Material to process below:

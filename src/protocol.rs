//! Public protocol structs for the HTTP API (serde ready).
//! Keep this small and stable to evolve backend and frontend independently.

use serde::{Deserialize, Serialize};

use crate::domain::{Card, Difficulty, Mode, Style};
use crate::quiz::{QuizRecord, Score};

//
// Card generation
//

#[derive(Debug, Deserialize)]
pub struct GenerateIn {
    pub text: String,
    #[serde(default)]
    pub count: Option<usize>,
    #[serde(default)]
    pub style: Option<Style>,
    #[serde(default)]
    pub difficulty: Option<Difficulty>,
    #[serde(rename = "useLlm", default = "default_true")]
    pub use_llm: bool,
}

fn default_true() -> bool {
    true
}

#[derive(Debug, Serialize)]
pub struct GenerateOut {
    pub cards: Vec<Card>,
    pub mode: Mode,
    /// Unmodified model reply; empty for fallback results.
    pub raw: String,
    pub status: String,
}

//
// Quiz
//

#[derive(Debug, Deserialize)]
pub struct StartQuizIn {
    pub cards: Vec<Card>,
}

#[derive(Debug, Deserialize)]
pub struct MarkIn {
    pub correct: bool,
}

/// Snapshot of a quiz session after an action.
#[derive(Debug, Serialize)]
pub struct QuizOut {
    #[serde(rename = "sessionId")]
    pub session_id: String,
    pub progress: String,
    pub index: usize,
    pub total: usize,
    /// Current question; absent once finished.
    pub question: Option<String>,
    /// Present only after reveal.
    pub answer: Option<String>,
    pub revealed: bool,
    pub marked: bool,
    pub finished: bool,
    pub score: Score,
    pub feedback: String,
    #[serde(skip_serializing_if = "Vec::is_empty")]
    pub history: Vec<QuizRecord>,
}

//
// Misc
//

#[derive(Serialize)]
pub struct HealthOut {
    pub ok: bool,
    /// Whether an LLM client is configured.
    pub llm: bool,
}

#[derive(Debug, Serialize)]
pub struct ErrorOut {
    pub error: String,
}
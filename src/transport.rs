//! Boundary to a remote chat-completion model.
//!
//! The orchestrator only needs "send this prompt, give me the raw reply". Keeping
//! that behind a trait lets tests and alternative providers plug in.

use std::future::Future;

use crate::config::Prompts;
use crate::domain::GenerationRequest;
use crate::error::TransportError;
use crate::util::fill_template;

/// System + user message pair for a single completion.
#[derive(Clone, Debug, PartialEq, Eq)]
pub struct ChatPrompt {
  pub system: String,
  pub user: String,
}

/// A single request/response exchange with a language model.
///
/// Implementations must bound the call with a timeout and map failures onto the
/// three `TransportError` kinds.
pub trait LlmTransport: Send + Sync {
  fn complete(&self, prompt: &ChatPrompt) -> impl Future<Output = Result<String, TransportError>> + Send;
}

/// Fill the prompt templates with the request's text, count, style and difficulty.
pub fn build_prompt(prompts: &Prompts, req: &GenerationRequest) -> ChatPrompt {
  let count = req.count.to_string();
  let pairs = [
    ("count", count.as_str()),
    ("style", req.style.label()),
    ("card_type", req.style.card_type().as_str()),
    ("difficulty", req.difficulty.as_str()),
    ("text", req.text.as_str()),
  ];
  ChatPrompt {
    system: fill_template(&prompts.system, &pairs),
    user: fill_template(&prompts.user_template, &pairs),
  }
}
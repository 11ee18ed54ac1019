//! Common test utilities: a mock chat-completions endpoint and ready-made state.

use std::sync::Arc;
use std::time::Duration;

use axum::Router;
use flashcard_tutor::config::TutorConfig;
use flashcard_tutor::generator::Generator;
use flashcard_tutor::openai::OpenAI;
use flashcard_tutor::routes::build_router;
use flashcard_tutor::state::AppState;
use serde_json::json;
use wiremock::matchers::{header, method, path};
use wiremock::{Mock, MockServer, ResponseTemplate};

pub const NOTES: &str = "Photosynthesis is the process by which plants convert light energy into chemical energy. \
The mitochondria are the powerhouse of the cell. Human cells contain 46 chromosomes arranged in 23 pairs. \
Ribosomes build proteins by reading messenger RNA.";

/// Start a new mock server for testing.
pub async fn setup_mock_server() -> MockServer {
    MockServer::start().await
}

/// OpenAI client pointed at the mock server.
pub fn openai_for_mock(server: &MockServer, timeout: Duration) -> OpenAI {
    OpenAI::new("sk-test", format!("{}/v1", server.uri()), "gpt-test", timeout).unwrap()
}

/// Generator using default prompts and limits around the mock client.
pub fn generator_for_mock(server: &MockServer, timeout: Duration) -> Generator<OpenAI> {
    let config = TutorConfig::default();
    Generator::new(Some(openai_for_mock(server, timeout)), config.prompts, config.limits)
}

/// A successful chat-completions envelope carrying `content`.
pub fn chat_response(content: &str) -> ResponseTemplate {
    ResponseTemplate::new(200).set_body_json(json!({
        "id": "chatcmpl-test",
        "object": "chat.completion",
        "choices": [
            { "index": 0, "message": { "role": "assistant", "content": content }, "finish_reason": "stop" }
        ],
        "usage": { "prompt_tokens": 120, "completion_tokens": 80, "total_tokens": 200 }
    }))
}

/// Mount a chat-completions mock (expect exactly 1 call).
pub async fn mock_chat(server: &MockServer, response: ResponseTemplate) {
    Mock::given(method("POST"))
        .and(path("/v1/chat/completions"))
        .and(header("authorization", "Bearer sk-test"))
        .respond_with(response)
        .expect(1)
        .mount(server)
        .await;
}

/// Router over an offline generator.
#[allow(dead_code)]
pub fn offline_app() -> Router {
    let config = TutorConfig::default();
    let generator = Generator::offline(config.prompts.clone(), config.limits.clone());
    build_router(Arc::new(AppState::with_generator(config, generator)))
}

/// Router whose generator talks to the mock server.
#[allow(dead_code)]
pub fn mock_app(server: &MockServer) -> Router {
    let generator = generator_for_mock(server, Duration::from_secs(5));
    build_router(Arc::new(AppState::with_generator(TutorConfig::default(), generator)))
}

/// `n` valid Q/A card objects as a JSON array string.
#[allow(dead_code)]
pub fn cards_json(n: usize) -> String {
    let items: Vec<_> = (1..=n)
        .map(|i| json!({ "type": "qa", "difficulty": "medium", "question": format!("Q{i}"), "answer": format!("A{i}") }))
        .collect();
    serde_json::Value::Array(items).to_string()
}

End of Material to process.

**The problem:** Output all of the data exactly.

**Exercise output:**
filename src/protocol.rs
//! Public protocol structs for the HTTP API (serde ready).
//! Keep this small and stable to evolve backend and frontend independently.

use serde::{Deserialize, Serialize};

use crate::domain::{Card, Difficulty, Mode, Style};
use crate::quiz::{QuizRecord, Score};

//
// Card generation
//

#[derive(Debug, Deserialize)]
pub struct GenerateIn {
    pub text: String,
    #[serde(default)]
    pub count: Option<usize>,
    #[serde(default)]
    pub style: Option<Style>,
    #[serde(default)]
    pub difficulty: Option<Difficulty>,
    #[serde(rename = "useLlm", default = "default_true")]
    pub use_llm: bool,
}

fn default_true() -> bool {
    true
}

#[derive(Debug, Serialize)]
pub struct GenerateOut {
    pub cards: Vec<Card>,
    pub mode: Mode,
    /// Unmodified model reply; empty for fallback results.
    pub raw: String,
    pub status: String,
}

//
// Quiz
//

#[derive(Debug, Deserialize)]
pub struct StartQuizIn {
    pub cards: Vec<Card>,
}

#[derive(Debug, Deserialize)]
pub struct MarkIn {
    pub correct: bool,
}

/// Snapshot of a quiz session after an action.
#[derive(Debug, Serialize)]
pub struct QuizOut {
    #[serde(rename = "sessionId")]
    pub session_id: String,
    pub progress: String,
    pub index: usize,
    pub total: usize,
    /// Current question; absent once finished.
    pub question: Option<String>,
    /// Present only after reveal.
    pub answer: Option<String>,
    pub revealed: bool,
    pub marked: bool,
    pub finished: bool,
    pub score: Score,
    pub feedback: String,
    #[serde(skip_serializing_if = "Vec::is_empty")]
    pub history: Vec<QuizRecord>,
}

//
// Misc
//

#[derive(Serialize)]
pub struct HealthOut {
    pub ok: bool,
    /// Whether an LLM client is configured.
    pub llm: bool,
}

#[derive(Debug, Serialize)]
pub struct ErrorOut {
    pub error: String,
}
filename src/transport.rs
//! Boundary to a remote chat-completion model.
//!
//! The orchestrator only needs "send this prompt, give me the raw reply". Keeping
//! that behind a trait lets tests and alternative providers plug in.

use std::future::Future;

use crate::config::Prompts;
use crate::domain::GenerationRequest;
use crate::error::TransportError;
use crate::util::fill_template;

/// System + user message pair for a single completion.
#[derive(Clone, Debug, PartialEq, Eq)]
pub struct ChatPrompt {
  pub system: String,
  pub user: String,
}

/// A single request/response exchange with a language model.
///
/// Implementations must bound the call with a timeout and map failures onto the
/// three `TransportError` kinds.
pub trait LlmTransport: Send + Sync {
  fn complete(&self, prompt: &ChatPrompt) -> impl Future<Output = Result<String, TransportError>> + Send;
}

/// Fill the prompt templates with the request's text, count, style and difficulty.
pub fn build_prompt(prompts: &Prompts, req: &GenerationRequest) -> ChatPrompt {
  let count = req.count.to_string();
  let pairs = [
    ("count", count.as_str()),
    ("style", req.style.label()),
    ("card_type", req.style.card_type().as_str()),
    ("difficulty", req.difficulty.as_str()),
    ("text", req.text.as_str()),
  ];
  ChatPrompt {
    system: fill_template(&prompts.system, &pairs),
    user: fill_template(&prompts.user_template, &pairs),
  }
}
repository 11ee18ed54ac1019
//! Common test utilities: a mock chat-completions endpoint and ready-made state.

use std::sync::Arc;
use std::time::Duration;

use axum::Router;
use flashcard_tutor::config::TutorConfig;
use flashcard_tutor::generator::Generator;
use flashcard_tutor::openai::OpenAI;
use flashcard_tutor::routes::build_router;
use flashcard_tutor::state::AppState;
use serde_json::json;
use wiremock::matchers::{header, method, path};
use wiremock::{Mock, MockServer, ResponseTemplate};

pub const NOTES: &str = "Photosynthesis is the process by which plants convert light energy into chemical energy. \
The mitochondria are the powerhouse of the cell. Human cells contain 46 chromosomes arranged in 23 pairs. \
Ribosomes build proteins by reading messenger RNA.";

/// Start a new mock server for testing.
pub async fn setup_mock_server() -> MockServer {
    MockServer::start().await
}

/// OpenAI client pointed at the mock server.
pub fn openai_for_mock(server: &MockServer, timeout: Duration) -> OpenAI {
    OpenAI::new("sk-test", format!("{}/v1", server.uri()), "gpt-test", timeout).unwrap()
}

/// Generator using default prompts and limits around the mock client.
pub fn generator_for_mock(server: &MockServer, timeout: Duration) -> Generator<OpenAI> {
    let config = TutorConfig::default();
    Generator::new(Some(openai_for_mock(server, timeout)), config.prompts, config.limits)
}

/// A successful chat-completions envelope carrying `content`.
pub fn chat_response(content: &str) -> ResponseTemplate {
    ResponseTemplate::new(200).set_body_json(json!({
        "id": "chatcmpl-test",
        "object": "chat.completion",
        "choices": [
            { "index": 0, "message": { "role": "assistant", "content": content }, "finish_reason": "stop" }
        ],
        "usage": { "prompt_tokens": 120, "completion_tokens": 80, "total_tokens": 200 }
    }))
}

/// Mount a chat-completions mock (expect exactly 1 call).
pub async fn mock_chat(server: &MockServer, response: ResponseTemplate) {
    Mock::given(method("POST"))
        .and(path("/v1/chat/completions"))
        .and(header("authorization", "Bearer sk-test"))
        .respond_with(response)
        .expect(1)
        .mount(server)
        .await;
}

/// Router over an offline generator.
#[allow(dead_code)]
pub fn offline_app() -> Router {
    let config = TutorConfig::default();
    let generator = Generator::offline(config.prompts.clone(), config.limits.clone());
    build_router(Arc::new(AppState::with_generator(config, generator)))
}

/// Router whose generator talks to the mock server.
#[allow(dead_code)]
pub fn mock_app(server: &MockServer) -> Router {
    let generator = generator_for_mock(server, Duration::from_secs(5));
    build_router(Arc::new(AppState::with_generator(TutorConfig::default(), generator)))
}

/// `n` valid Q/A card objects as a JSON array string.
#[allow(dead_code)]
pub fn cards_json(n: usize) -> String {
    let items: Vec<_> = (1..=n)
        .map(|i| json!({ "type": "qa", "difficulty": "medium", "question": format!("Q{i}"), "answer": format!("A{i}") }))
        .collect();
    serde_json::Value::Array(items).to_string()
}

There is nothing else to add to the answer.